Four of our five fabrics are from distant faraway places and are handmade by artisans. You will not find them at your local fabric store or supplier or with any other fashion brands, the textiles are distinctly Savannah Morrow The Label.
Modern cotton farming accounts for 25% of the worlds use of insecticides. These chemicals are extremely harmful to the earth’s environment, people and wild life. While their intended effects are often short-lived, studies have shown that chemical pesticides linger in the atmosphere, the ground and in our waterways long after the job is over.
Savannah Morrow The Label works with wild organic cotton that is grown without GMOS, fertilizers, pesticides or insecticides. Our new signature organic cotton launching SS20, designed by Savannah, is specially hand woven using no electricity (reducing our carbon footprint) into our custom fabric, with sample after sample being made this fabric took over 2 years to perfect, read more about our signature cotton and how it is created here. You will notice little brown specks in our natural colored garments, it's these raw and natural imperfections that will remind you that Mother Earth grew that garment.
The texture, it’s soft, organic, flowing, resistant and has the perfect wrinkle to create a fuller look with less - which means no sheer.
We chose to work with handloom not only because it is so beautiful, natural, raw and sustainable, but it’s our own unique signature cotton and you’ll never find another brand using the same. The other reason to why we are proud to work with handloom is because the fashion industry is a fast paced, mass producing, over consuming industry which is leaving a negative impact on our environment.
Ahimsa Silk - Peace Silk
For our SS20 Ahimsa collection we have started to experiment with Ahimsa silk, our Orla block print is 50% Ahimsa. We are excited to continue to use and experiment with Ahimsa silk for our future collections, aiming for 100% Ahimsa silk products.

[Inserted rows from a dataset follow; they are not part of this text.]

//! Memoization of effectful computations.
//!
//! [`wrap`] turns a function returning an [`Effect`] into a [`Cached`]
//! function of the same shape. Within one [`Store`], every distinct argument
//! tuple executes the underlying effect at most once: concurrent callers share
//! the in-flight execution and later callers replay its outcome.
//!
//! ```
//! # tokio::runtime::Builder::new_current_thread().enable_all().build().unwrap().block_on(async {
//! use effect_memo::{wrap, Capability, Effect, MemoStore};
//!
//! #[derive(Clone, Capability)]
//! struct Greeting(&'static str);
//!
//! let store = MemoStore::new();
//! let greet = wrap(&store, |name: String| {
//!     Effect::<String, (), Greeting>::service(move |greeting| {
//!         format!("{}, {name}!", greeting.0)
//!     })
//! });
//!
//! // The first run pins the environment for this argument.
//! let first = greet.call("Ada".to_string()).run(Greeting("Hello")).await;
//! let second = greet.call("Ada".to_string()).run(Greeting("Goodbye")).await;
//! assert_eq!(first, Ok("Hello, Ada!".to_string()));
//! assert_eq!(second, first);
//! # });
//! ```
//!
//! Outcomes are replayed on the channel they were produced on: typed failures
//! come back as typed failures and defects stay defects. Executions that were
//! interrupted or failed with a composite [`Cause`] are not replayable and
//! make every observer die with an [`Unsupported`] payload.

mod cached;
mod effect;
mod env;
mod exit;
mod fiber;
mod hash;
mod store;
#[cfg(feature = "testing")]
mod testing;

pub use crate::cached::{Cached, TAG, wrap};
pub use crate::effect::Effect;
pub use crate::env::{Capability, Environment, Flag, No, Scope, Unscoped, Yes};
pub use crate::exit::{Cause, Defect, Exit, Outcome, Unsupported};
pub use crate::fiber::Fiber;
pub use crate::hash::{FuncId, Key};
pub use crate::store::{Lookup, MemoStore, Store};

#[cfg(feature = "macros")]
pub use effect_memo_macros::Capability;

/// These are implementation details. Do not rely on them!
#[doc(hidden)]
pub mod internal {
    #[cfg(feature = "testing")]
    pub use crate::testing::last_was_hit;
}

The process of standard silk production is known as sericulture. Standard silk is made by mass cultivation of silkworms which are eventually then boiled and killed alive. Silkworms are of a caterpillars type and while constructing their cocoon, the silkworm will twist in a figure-8 motion about 300,000 times and produce around 1 kilometer of fibre. Since the hatching from the cocoon destroys the thread, to harvest the silk, the cocoon with the caterpillar inside waiting to turn into a silk moth is placed in boiling water. So the thread can come out in one continuous loop. Meaning the little worm never got to use his wings as a silk moth and was boiled alive. It takes 1700 to 2000 cocoons to make 1 silk dress.

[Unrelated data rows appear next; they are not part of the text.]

use std::any::type_name;
use std::fmt::{self, Debug, Formatter};
use std::hash::Hash;
use std::panic::AssertUnwindSafe;
use std::sync::Arc;

use futures::FutureExt;
use futures::future::{BoxFuture, Shared};

use crate::effect::Effect;
use crate::env::Unscoped;
use crate::exit::{Cause, Defect, Exit, Outcome};
use crate::fiber::Fiber;
use crate::hash::{FuncId, Key};
use crate::store::{Lookup, MemoStore, Store};

/// Identifies memoized functions for introspection.
pub const TAG: &str = "effect-memo/Cached";

/// A memoization slot: the one shared execution for a key.
///
/// Pending until the execution settles, then it hands out the stored exit.
type Slot<A, E> = Shared<BoxFuture<'static, Exit<A, E>>>;

/// Memoize an effectful function.
///
/// Returns a function with the same signature that, per distinct argument
/// tuple, executes the underlying effect at most once within the store. The
/// first caller to reach a key provides the environment for that execution
/// and all callers observe the same success, typed failure or defect.
///
/// Nothing executes until an effect returned by [`Cached::call`] runs.
///
/// Functions without captured state (fn items and closures that capture
/// nothing) are identified by their type, so wrapping such a function twice
/// with the same store shares the slots. Any other function gets its own
/// slots per call to `wrap`, even when another function of the same type was
/// wrapped before. Clones of a [`Cached`] share its slots.
///
/// ```
/// # tokio::runtime::Builder::new_current_thread().enable_all().build().unwrap().block_on(async {
/// use effect_memo::{wrap, Effect, MemoStore};
///
/// let store = MemoStore::new();
/// let user = wrap(&store, |id: u32| {
///     Effect::<String, (), ()>::succeed(format!("user:{id}"))
/// });
///
/// assert_eq!(user.call(42).run(()).await, Ok("user:42".to_string()));
/// assert_eq!(store.len(), 1);
/// # });
/// ```
///
/// Effects that require a [`Scope`](crate::Scope) can't be memoized, because
/// the memoized result would outlive the scope's resources:
///
/// ```compile_fail
/// use effect_memo::{wrap, Effect, MemoStore, Scope};
///
/// let store = MemoStore::new();
/// let _ = wrap(&store, |id: u32| Effect::<u32, (), Scope>::succeed(id));
/// ```
pub fn wrap<S, F, Args, A, E, R>(store: &S, func: F) -> Cached<F, S>
where
    S: Store,
    F: Fn(Args) -> Effect<A, E, R> + Send + Sync + 'static,
    Args: Hash + Send + 'static,
    A: Clone + Send + Sync + 'static,
    E: Clone + Send + Sync + 'static,
    R: Unscoped,
{
    Cached {
        func: Arc::new(func),
        id: FuncId::of::<F>(),
        store: store.clone(),
        enabled: true,
    }
}

/// A memoized effectful function, created by [`wrap`].
pub struct Cached<F, S = MemoStore> {
    /// The underlying function.
    func: Arc<F>,
    /// Distinguishes the slots of this function from those of others.
    id: FuncId,
    /// Where the slots live.
    store: S,
    /// Whether memoization is active.
    enabled: bool,
}

impl<F, S: Store> Cached<F, S> {
    /// Turn memoization on or off.
    ///
    /// A disabled function executes the underlying effect on every run and
    /// never touches the store.
    pub fn enabled(mut self, enabled: bool) -> Self {
        self.enabled = enabled;
        self
    }

    /// The identifier shared by all memoized functions.
    pub fn tag(&self) -> &'static str {
        TAG
    }

    /// Call the function.
    ///
    /// The returned effect looks up the slot for `args` when it runs. On a
    /// miss, it starts the underlying effect with the environment it was run
    /// with. In any case, it then waits for the slot's shared execution and
    /// replays its outcome.
    ///
    /// # Panics
    /// Running the returned effect dies when the shared execution was
    /// interrupted or ended with a composite cause. Such executions are never
    /// turned into a replayable outcome. On a miss, the effect must run within
    /// a tokio runtime, since the execution is spawned as a [`Fiber`].
    pub fn call<Args, A, E, R>(&self, args: Args) -> Effect<A, E, R>
    where
        F: Fn(Args) -> Effect<A, E, R> + Send + Sync + 'static,
        Args: Hash + Send + 'static,
        A: Clone + Send + Sync + 'static,
        E: Clone + Send + Sync + 'static,
        R: Unscoped,
    {
        let func = self.func.clone();
        if !self.enabled {
            return Effect::from_exit(move |env| (*func)(args).run_exit(env));
        }

        let id = self.id;
        let store = self.store.clone();
        Effect::from_exit(move |env: R| async move {
            let key = Key::new(id, &args);
            let lookup = store.get_or_create(key, move || start(func, args, env));
            record(&lookup, key, type_name::<F>());
            replay(lookup.into_inner().await)
        })
    }
}

/// Create the one execution backing a slot.
///
/// The function is only called when the slot is first polled, which happens
/// after the store released the slot table. It may thus use the store itself.
fn start<F, Args, A, E, R>(func: Arc<F>, args: Args, env: R) -> Slot<A, E>
where
    F: Fn(Args) -> Effect<A, E, R> + Send + Sync + 'static,
    Args: Send + 'static,
    A: Clone + Send + Sync + 'static,
    E: Clone + Send + Sync + 'static,
    R: Unscoped,
{
    async move {
        // A panic while building the effect is a defect of the execution, so
        // it is memoized like any other.
        let effect = std::panic::catch_unwind(AssertUnwindSafe(|| (*func)(args)))
            .unwrap_or_else(|payload| {
                Effect::failure(Cause::Die(Defect::from_panic(payload)))
            });

        Fiber::fork(effect, env).join().await
    }
    .boxed()
    .shared()
}

/// Report whether a lookup reused a slot.
fn record<T>(lookup: &Lookup<T>, key: Key, func: &'static str) {
    if lookup.is_hit() {
        tracing::debug!(func, ?key, "reusing memoized execution");
    } else {
        tracing::debug!(func, ?key, "starting memoized execution");
    }

    #[cfg(feature = "testing")]
    crate::testing::register(lookup.is_hit());
}

/// Translate a settled execution back into the effect system.
fn replay<A, E>(exit: Exit<A, E>) -> Exit<A, E> {
    match Outcome::classify(exit) {
        Ok(outcome) => outcome.into_exit(),
        Err(unsupported) => {
            tracing::error!(%unsupported, "memoized execution cannot be replayed");
            std::panic::panic_any(unsupported)
        }
    }
}

impl<F, S: Clone> Clone for Cached<F, S> {
    fn clone(&self) -> Self {
        Self {
            func: self.func.clone(),
            id: self.id,
            store: self.store.clone(),
            enabled: self.enabled,
        }
    }
}

impl<F, S: Debug> Debug for Cached<F, S> {
    fn fmt(&self, f: &mut Formatter) -> fmt::Result {
        f.debug_struct("Cached")
            .field("func", &type_name::<F>())
            .field("id", &self.id)
            .field("store", &self.store)
            .field("enabled", &self.enabled)
            .finish()
    }
}

#[cfg(test)]
mod tests {
    use std::sync::atomic::{AtomicUsize, Ordering};

    use super::*;
    use crate::exit::Unsupported;

    #[test]
    fn test_replay_keeps_defect_identity() {
        let defect = Defect::new("fatal");
        let exit = replay::<u8, u8>(Exit::Failure(Cause::Die(defect.clone())));
        match exit {
            Exit::Failure(Cause::Die(replayed)) => assert!(replayed.ptr_eq(&defect)),
            other => panic!("unexpected {other:?}"),
        }
    }

    #[test]
    fn test_replay_rejects_interrupt() {
        let payload = std::panic::catch_unwind(|| {
            replay::<u8, u8>(Exit::Failure(Cause::Interrupt));
        })
        .unwrap_err();
        assert_eq!(payload.downcast_ref::<Unsupported>(), Some(&Unsupported::Interrupted));
    }

    #[tokio::test]
    async fn test_disabled_runs_every_time() {
        let calls = Arc::new(AtomicUsize::new(0));
        let counter = calls.clone();
        let store = MemoStore::new();
        let cached = wrap(&store, move |x: u8| {
            counter.fetch_add(1, Ordering::SeqCst);
            Effect::<u8, (), ()>::succeed(x)
        })
        .enabled(false);

        assert_eq!(cached.call(1).run(()).await, Ok(1));
        assert_eq!(cached.call(1).run(()).await, Ok(1));
        assert_eq!(calls.load(Ordering::SeqCst), 2);
        assert!(store.is_empty());
        assert_eq!(cached.tag(), TAG);
    }

    #[tokio::test]
    async fn test_panicking_constructor_is_memoized_as_defect() {
        let calls = Arc::new(AtomicUsize::new(0));
        let counter = calls.clone();
        let cached = wrap(&MemoStore::new(), move |_: ()| -> Effect<u8, (), ()> {
            counter.fetch_add(1, Ordering::SeqCst);
            panic!("no effect for you")
        });

        for _ in 0..2 {
            match cached.call(()).run_exit(()).await {
                Exit::Failure(Cause::Die(defect)) => {
                    assert_eq!(defect.message(), "no effect for you")
                }
                other => panic!("unexpected {other:?}"),
            }
        }
        assert_eq!(calls.load(Ordering::SeqCst), 1);
    }

    #[tokio::test]
    async fn test_function_may_use_its_store() {
        let store = MemoStore::new();
        let inner = store.clone();
        let cached = wrap(&store, move |x: u8| {
            Effect::<usize, (), ()>::succeed(inner.len() + usize::from(x))
        });

        assert_eq!(cached.call(1).run(()).await, Ok(2));
        assert_eq!(cached.call(1).run(()).await, Ok(2));
        assert_eq!(store.len(), 1);
    }

    #[tokio::test]
    async fn test_clones_share_identity() {
        let store = MemoStore::new();
        let calls = Arc::new(AtomicUsize::new(0));
        let counter = calls.clone();
        let cached = wrap(&store, move |x: u8| {
            counter.fetch_add(1, Ordering::SeqCst);
            Effect::<u8, (), ()>::succeed(x)
        });
        let clone = cached.clone();

        assert_eq!(cached.call(3).run(()).await, Ok(3));
        assert_eq!(clone.call(3).run(()).await, Ok(3));
        assert_eq!(calls.load(Ordering::SeqCst), 1);
        assert_eq!(store.len(), 1);
    }
}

This brings us to Ahimsa Silk, Ahimsa means non harmful in Hindu. Ahimsa silk is made from letting the silkworm live its full life breaking through the cocoon to turn into a silk moth. Leaving a hole in the cocoon, meaning the fibers are broken and it is not a continuous thread. Which then makes the process of Ahimsa silk harder, slower and more expensive to produce. But we believe every life, no matter how small it may be is meaningful.
Our new SS20 Ahimsa collection patterns are made by the ancient art of hand block printing. Block printing dates back to the 12th century, this method is thought to be around 2,000 years old. The new patterns which you will find on our silk pieces within this collection is our first ever patterned design. We wanted it to be unique and of course hold eco-friendly values. This print is created by old traditional block printing methods.
So what exactly is block printing and why is it so special? We have broken down the step-by-step process so you know why our block printed garments are the most unique.
Firstly, our design is carved into a wooden block by a very talented artist, for this particular block print made within this collection there are three different designs meaning the artists use three different blocks to create the over all design. Separate blocks must be made for each color incorporated into the design, we have two different colors in this design.
After the fabric has been cut to size, the colors have been prepared and the blocks are all ready, the artisans can start to print. They will lay the fabric out across a long table and draw a chalk reference line.
They then dip the block into the dye, press it firmly onto the fabric and then hit it with a mallet. This process is repeated by only the steadiest hands, until the pattern has completely covered the length of fabric needed to make our garments. If there are multiple colors in the design, the artisan lets each color dry before applying the next, each with a new stamp. It is extremely time consuming and requires great precision so that there are no breaks in the design.
We are so excited to carry this traditional process within our work. We hope you adore our first ever print.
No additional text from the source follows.